DHAKA: Bangladesh approved a Labour Law to boost worker rights on Monday, including the freedom to form trade unions, after a factory building collapse in April killed 1,132 garment workers and sparked debate over labour safety and rights.
The legislation puts in place provisions including a central fund to improve living standards of workers, a requirement for 5 percent of annual profits to be deposited in employee welfare funds and an assurance that union members will not be transferred to another factory of the same owner after labour unrest.
"The aim was to ensure workers' rights are strengthened and we have done that," Khandaker Mosharraf Hossain, chairman of the parliamentary sub-committee on labour reforms said.
"I am hoping this will assuage global fears around this issue as well," Hossain said.

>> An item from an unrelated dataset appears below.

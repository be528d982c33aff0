mod room;

pub use room::{InMemoryRoomRepository, MAX_CODE_ATTEMPTS};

The legislation is seen as a crucial step towards curbing rising cases of exploitation in a country with 4 million garment factory workers. But activists said it failed to address several concerns and blamed the government for enacting the law in a hurry to please foreigners.
Bangladesh was under pressure to adopt a better Labour Law after the European Union, which gives preferential access to the country's garment industry, threatened punitive measures if it did not improve worker safety standards.
Tax concessions offered by Western countries and low wages have helped turn Bangladesh's garment sector into the country's largest employment generator with annual exports worth USD 21 billion. 60 percent of exports go to Europe.
The April 24 collapse of the Rana Plaza complex, built on swampy ground outside Dhaka with several illegal floors, ranked among the world's worst industrial accidents. A fire at another garment factory last year killed 112 people.